Finland grabbed a 3-1 lead at 12:18. Venla Hovi went cross-ice to a streaking Valimaki and she cut to the net made a great backhand deke to beat Morozova.

With just over two minutes left in the second, Belyakova’s hip slammed into Raty’s head as she split the Finnish defence on a wild rush. The Finnish netminder was all right, but Belyakova headed off for goalie interference.

At 6:03 of the third, Belyakova executed the play she wanted when she got in for another solo rush and tucked a backhand home to make it 3-2 on a Russian power play.

“They played well, especially in the third,” said Hiirikoski. “They did everything to score but we just needed to move the puck and control the puck in their zone.”

With five minutes left in regulation, Finland’s Isa Rahunen took a bodychecking penalty on Anna Shokhina in the corner. It could have proved costly, but since Shokhina promptly bopped Hiirikoski with a high-stick, the Russian advantage was nullified.

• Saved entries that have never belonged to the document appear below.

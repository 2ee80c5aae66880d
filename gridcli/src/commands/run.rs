/// Replaying scenario files.
use super::*;

impl Run {
    pub fn run(self) {
        let Run { path, json } = self;

        let scenario = match Scenario::read_from_file(&path) {
            Ok(s) => s,
            Err(err) => fatal_error!(1, "Cannot parse scenario: {}", err),
        };
        let operations = scenario.operations.len();
        let result = match scenario.run() {
            Ok(x) => x,
            Err(err) => fatal_error!(1, "Error while running scenario: {}", err),
        };
        log::info!("Replayed {} operation(s)", operations);

        if json {
            print_json(&result);
            return;
        }

        println!(
            "{:16}{}",
            "Scenario Name:".bold(),
            result.name.as_deref().unwrap_or("-")
        );
        print_report(&result.initial);
        for (i, step) in result.steps.iter().enumerate() {
            println!();
            println!(
                "{}",
                format!("Step {}/{}: {}", i + 1, result.steps.len(), step.operation)
                    .bold()
                    .blue()
            );
            print_step(step);
        }
    }
}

Assiduous Finnish checking kept the OAR team from pulling Morozova until an icing call on Finland with nine seconds left. Off the faceoff, the Finns tied the puck up along the boards, and celebrated with gloves and sticks cast away when the horn sounded. Karvinen leapt into the taller Mira Jalosuo’s arms for a hug while the goalies exchanged chest bumps.

Shokhina was assessed a major and game misconduct for kicking at the end.

All game long, Russian supporters among the Kwandong Hockey Centre crowd of 3,217 fervently chanted their country’s name. However, while the OAR men’s team was busy demolishing Norway 6-1 in a quarter-final, the women weren’t able to defeat their own Nordic opponents. Russian women’s hockey still needs the right kind of support to hit the next level.

“We have a very good team, a very young team with a lot of potential,” said Sosina.

It was the first Olympic bronze battle between these two sides. At the Women’s Worlds, Russia beat Finland for third in the 2001, 2013, and 2016 bronze medal games. Finland returned the favor in 2011 and 2015.

Finland owns 12 Women’s World Championship bronze medals, more than any other nation. Despite losing 3-1 to the U.S. and 4-1 to Canada in the group stage prior to a 5-0 quarter-final loss to the Canadians, the Finns remain the team most capable of challenging North America’s hegemony. They will host the 2019 IIHF Women’s World Championship and hope to take that next step in front of their loyal fans.

“We want to be the best,” said Karvinen. “We’ve been trying to catch up with the U.S. and Canada. Some games we do, but we couldn’t in the semi-finals. But the future will change. We’re hungry and we have the support.”